In some cases, however, the examiner may have noted many differences at the individual level but be uncomfortable making an elimination (in some cases, due to lab policies prohibiting elimination based on individual characteristics). That there is hesitation to make this decision is an example of the bias we have demonstrated: when there is some evidence of similarity, examiners appear to be more willing to “bet” on an identification than on an elimination based on a similar amount of dissimilarity. This higher burden of proof is an issue that has consequences for the overall error rates reported from these studies as well as the actual errors that may occur in the legal system itself.
How should courts prevent misused error rates?

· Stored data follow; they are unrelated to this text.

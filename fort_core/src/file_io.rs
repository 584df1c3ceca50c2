//! # File I/O Module
//!
//! Persists the [`PlanStore`] as one JSON document:
//! - **Atomic saves**: write to `.tmp`, sync, rename over the store file
//! - **File locking**: one writer per store file at a time
//! - **Version validation**: refuse files from an incompatible schema
//!
//! ## File Format
//!
//! ```json
//! {
//!   "meta": { "version": "0.1.0", "created": "...", "modified": "..." },
//!   "realms": {
//!     "westmarch": {
//!       "aldric": { "current": "Keep", "plans": { "Keep": { ... } } }
//!     }
//!   }
//! }
//! ```
//!
//! Lock files sit next to the store with a `.lock` suffix
//! (`fortifications.json.lock`) and record who holds them.
//!
//! ## Example
//!
//! ```rust,no_run
//! use fort_core::file_io::{load_store, save_store, FileLock};
//! use std::path::Path;
//!
//! let path = Path::new("fortifications.json");
//!
//! let lock = FileLock::acquire(path, "aldric")?;
//! let mut store = load_store(path)?;
//! store.touch();
//! save_store(&store, path)?;
//! drop(lock);
//! # Ok::<(), fort_core::errors::FortError>(())
//! ```

use std::fs::{self, File, OpenOptions};
use std::io::{ErrorKind, Read, Write};
use std::path::{Path, PathBuf};

use chrono::{DateTime, Utc};
use fs2::FileExt;
use serde::{Deserialize, Serialize};
use tracing::{debug, info, warn};

use crate::errors::{FortError, FortResult};
use crate::store::{PlanStore, SCHEMA_VERSION};

/// Locks older than this are taken over regardless of owner
const STALE_LOCK_HOURS: i64 = 24;

/// Lock file metadata stored in `.lock` files
#[derive(Debug, Clone, Serialize, Deserialize)]
pub struct LockInfo {
    /// Who acquired the lock
    pub user_id: String,
    /// Machine name where lock was acquired
    pub machine: String,
    /// Process ID that holds the lock
    pub pid: u32,
    pub locked_at: DateTime<Utc>,
}

impl LockInfo {
    /// Create new lock info for the current process
    pub fn new(user_id: impl Into<String>) -> Self {
        LockInfo {
            user_id: user_id.into(),
            machine: hostname().unwrap_or_else(|| "unknown".to_string()),
            pid: std::process::id(),
            locked_at: Utc::now(),
        }
    }
}

fn hostname() -> Option<String> {
    #[cfg(windows)]
    {
        std::env::var("COMPUTERNAME").ok()
    }
    #[cfg(not(windows))]
    {
        std::env::var("HOSTNAME")
            .ok()
            .or_else(|| std::env::var("HOST").ok())
    }
}

/// Exclusive lock on a store file, released on drop.
///
/// Holds an OS-level lock (fs2) on the `.lock` file, and writes
/// [`LockInfo`] into it so other users can see who has the store.
pub struct FileLock {
    store_path: PathBuf,
    lock_path: PathBuf,
    /// Keeps the OS lock alive
    _lock_file: File,
    pub info: LockInfo,
}

impl FileLock {
    /// Acquire the lock for `path`.
    ///
    /// Fails with [`FortError::FileLocked`] if a live process holds it.
    /// Stale locks (dead process on this machine, or older than a day)
    /// are taken over.
    pub fn acquire(path: &Path, user_id: impl Into<String>) -> FortResult<Self> {
        let lock_path = lock_path_for(path);
        let info = LockInfo::new(user_id);

        if lock_path.exists() {
            if let Ok(existing) = read_lock_info(&lock_path) {
                if !is_lock_stale(&existing) {
                    return Err(FortError::file_locked(
                        path.display().to_string(),
                        format!("{} ({})", existing.user_id, existing.machine),
                        existing.locked_at.to_rfc3339(),
                    ));
                }
                warn!(
                    lock = %lock_path.display(),
                    holder = %existing.user_id,
                    pid = existing.pid,
                    "taking over stale lock"
                );
            }
        }

        let mut lock_file = OpenOptions::new()
            .write(true)
            .read(true)
            .create(true)
            .truncate(true)
            .open(&lock_path)
            .map_err(|e| FortError::file_error("create lock", lock_path.display().to_string(), e.to_string()))?;

        lock_file.try_lock_exclusive().map_err(|_| {
            FortError::file_locked(path.display().to_string(), "another process", "unknown")
        })?;

        let lock_json = serde_json::to_string_pretty(&info)?;
        lock_file
            .write_all(lock_json.as_bytes())
            .map_err(|e| FortError::file_error("write lock", lock_path.display().to_string(), e.to_string()))?;
        lock_file
            .sync_all()
            .map_err(|e| FortError::file_error("sync lock", lock_path.display().to_string(), e.to_string()))?;

        debug!(lock = %lock_path.display(), user = %info.user_id, "lock acquired");
        Ok(FileLock {
            store_path: path.to_path_buf(),
            lock_path,
            _lock_file: lock_file,
            info,
        })
    }

    /// Who holds the lock on `path`, if anyone (stale locks count as free)
    pub fn check(path: &Path) -> Option<LockInfo> {
        let lock_path = lock_path_for(path);
        if !lock_path.exists() {
            return None;
        }
        read_lock_info(&lock_path)
            .ok()
            .filter(|info| !is_lock_stale(info))
    }

    pub fn store_path(&self) -> &Path {
        &self.store_path
    }
}

impl Drop for FileLock {
    fn drop(&mut self) {
        let _ = fs::remove_file(&self.lock_path);
        debug!(lock = %self.lock_path.display(), "lock released");
    }
}

/// `fortifications.json` → `fortifications.json.lock`
fn lock_path_for(store_path: &Path) -> PathBuf {
    sibling_with_suffix(store_path, "lock")
}

fn tmp_path_for(store_path: &Path) -> PathBuf {
    sibling_with_suffix(store_path, "tmp")
}

fn sibling_with_suffix(path: &Path, suffix: &str) -> PathBuf {
    let mut sibling = path.to_path_buf();
    let extension = sibling
        .extension()
        .map(|e| format!("{}.{}", e.to_string_lossy(), suffix))
        .unwrap_or_else(|| suffix.to_string());
    sibling.set_extension(extension);
    sibling
}

fn read_lock_info(lock_path: &Path) -> FortResult<LockInfo> {
    let mut contents = String::new();
    File::open(lock_path)
        .and_then(|mut file| file.read_to_string(&mut contents))
        .map_err(|e| FortError::file_error("read lock", lock_path.display().to_string(), e.to_string()))?;
    Ok(serde_json::from_str(&contents)?)
}

fn is_lock_stale(info: &LockInfo) -> bool {
    if let Some(our_machine) = hostname() {
        if info.machine == our_machine && !process_alive(info.pid) {
            return true;
        }
    }

    let age = Utc::now() - info.locked_at;
    age.num_hours() > STALE_LOCK_HOURS
}

#[cfg(unix)]
fn process_alive(pid: u32) -> bool {
    fs::metadata(format!("/proc/{}", pid)).is_ok()
}

#[cfg(windows)]
fn process_alive(pid: u32) -> bool {
    use std::process::Command;
    match Command::new("tasklist")
        .args(["/FI", &format!("PID eq {}", pid), "/NH"])
        .output()
    {
        Ok(output) => {
            let stdout = String::from_utf8_lossy(&output.stdout);
            !stdout.contains("No tasks") && stdout.contains(&pid.to_string())
        }
        Err(_) => true,
    }
}

#[cfg(not(any(unix, windows)))]
fn process_alive(_pid: u32) -> bool {
    true
}

/// Save the store with atomic write semantics.
///
/// The JSON goes to a `.tmp` sibling, is synced, then renamed over `path`,
/// so an interrupted save never leaves a truncated store behind.
pub fn save_store(store: &PlanStore, path: &Path) -> FortResult<()> {
    let json = serde_json::to_string_pretty(store)?;
    let tmp_path = tmp_path_for(path);

    let mut tmp_file = File::create(&tmp_path)
        .map_err(|e| FortError::file_error("create temp file", tmp_path.display().to_string(), e.to_string()))?;
    tmp_file
        .write_all(json.as_bytes())
        .map_err(|e| FortError::file_error("write temp file", tmp_path.display().to_string(), e.to_string()))?;
    tmp_file
        .sync_all()
        .map_err(|e| FortError::file_error("sync temp file", tmp_path.display().to_string(), e.to_string()))?;

    fs::rename(&tmp_path, path).map_err(|e| {
        let _ = fs::remove_file(&tmp_path);
        FortError::file_error("rename to final", path.display().to_string(), e.to_string())
    })?;

    debug!(path = %path.display(), bytes = json.len(), "store saved");
    Ok(())
}

/// Load the store from `path`.
///
/// A missing file is an empty store, not an error. Selection pointers
/// that name missing plans are repaired on the way in.
///
/// # Errors
///
/// * [`FortError::VersionMismatch`] - file version is incompatible
/// * [`FortError::SerializationError`] - invalid JSON
/// * [`FortError::FileError`] - I/O error
pub fn load_store(path: &Path) -> FortResult<PlanStore> {
    let mut contents = String::new();
    match File::open(path) {
        Ok(mut file) => {
            file.read_to_string(&mut contents)
                .map_err(|e| FortError::file_error("read", path.display().to_string(), e.to_string()))?;
        }
        Err(e) if e.kind() == ErrorKind::NotFound => {
            info!(path = %path.display(), "no store file yet, starting empty");
            return Ok(PlanStore::new());
        }
        Err(e) => {
            return Err(FortError::file_error("open", path.display().to_string(), e.to_string()));
        }
    }

    let mut store: PlanStore = serde_json::from_str(&contents)
        .map_err(|e| FortError::serialization(format!("Invalid JSON in {}: {}", path.display(), e)))?;

    validate_version(&store.meta.version)?;
    store.repair_selections();

    debug!(path = %path.display(), realms = store.realms.len(), "store loaded");
    Ok(store)
}

/// Load the store along with whoever currently holds its lock.
pub fn load_store_with_lock_check(path: &Path) -> FortResult<(PlanStore, Option<LockInfo>)> {
    let store = load_store(path)?;
    let lock_info = FileLock::check(path);
    Ok((store, lock_info))
}

/// Major versions must match; on 0.x a newer minor is also rejected.
fn validate_version(file_version: &str) -> FortResult<()> {
    let mismatch = || FortError::VersionMismatch {
        file_version: file_version.to_string(),
        expected_version: SCHEMA_VERSION.to_string(),
    };

    let file_parts: Vec<u32> = file_version.split('.').filter_map(|p| p.parse().ok()).collect();
    let current_parts: Vec<u32> = SCHEMA_VERSION.split('.').filter_map(|p| p.parse().ok()).collect();

    let (Some(file_major), Some(current_major)) = (file_parts.first(), current_parts.first()) else {
        return Err(mismatch());
    };
    if file_major != current_major {
        return Err(mismatch());
    }

    if *current_major == 0 {
        if let (Some(file_minor), Some(current_minor)) = (file_parts.get(1), current_parts.get(1)) {
            if file_minor > current_minor {
                return Err(mismatch());
            }
        }
    }

    Ok(())
}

The critical component to preventing misuse of error rates is to understand how error rates should be interpreted. Currently, most error rates reported include inconclusives in the denominator but not in the numerator. As we have demonstrated in our paper and this Q&A, this approach leads to error rates that are misleadingly low for the overall identification process and not actionable in a legal situation. Instead, courts should insist on predictive error rates: given the examiner’s decision, what is the probability that it resulted from a same-source or different-source comparison? These probabilities do not rely on inconclusives in the calculations and are relevant to the specific result presented by the examiner in the trial at hand.
What error rate should we use when?
The error rate we want is entirely dependent on the intended use:
In court, we should use predictive probabilities because they provide specific information which is relevant to the individual case under consideration.
In evaluating examiners, the AFTE error rates, which do not include inconclusives, may be much more useful—they identify examiner errors rather than errors that arise due to situations in which the evidence is recorded and collected. For labs, it is of eminent concern that all of their examiners are adequately trained.
It’s very important to consider the context that an error rate or probability is used and to calculate the error rate which is most appropriate for that context.
Why do you claim AFTE treats inconclusives as correct results?
In the AFTE response to the PCAST report, the response specifically discusses false identifications and false eliminations with no discussion of inconclusive results. Given that this is a foundational dispute, the way that AFTE presents these quantities in other literature is relevant, which is why we will demonstrate the problem with data pulled from AFTE’s resources for error rate calculations.
We will use the numbers on the first and second page of this document to illustrate the problem:
Bunch calculates the false-positive error rate as 12/1141 = 1.05% and the false-negative error rate as 17/965 = 1.76%. In both cases, the inconclusive decisions are included in the denominator (total evaluations) and not included in the numerator. This means that when reporting error rates, the inconclusive decisions are never counted as errors—implicitly, they are counted as correct in both cases. While he also reports the sensitivity, specificity and inconclusive rate, none of these terms are labeled as “errors,” which leads to the perception that the error rate for firearms examination is much lower than it should be.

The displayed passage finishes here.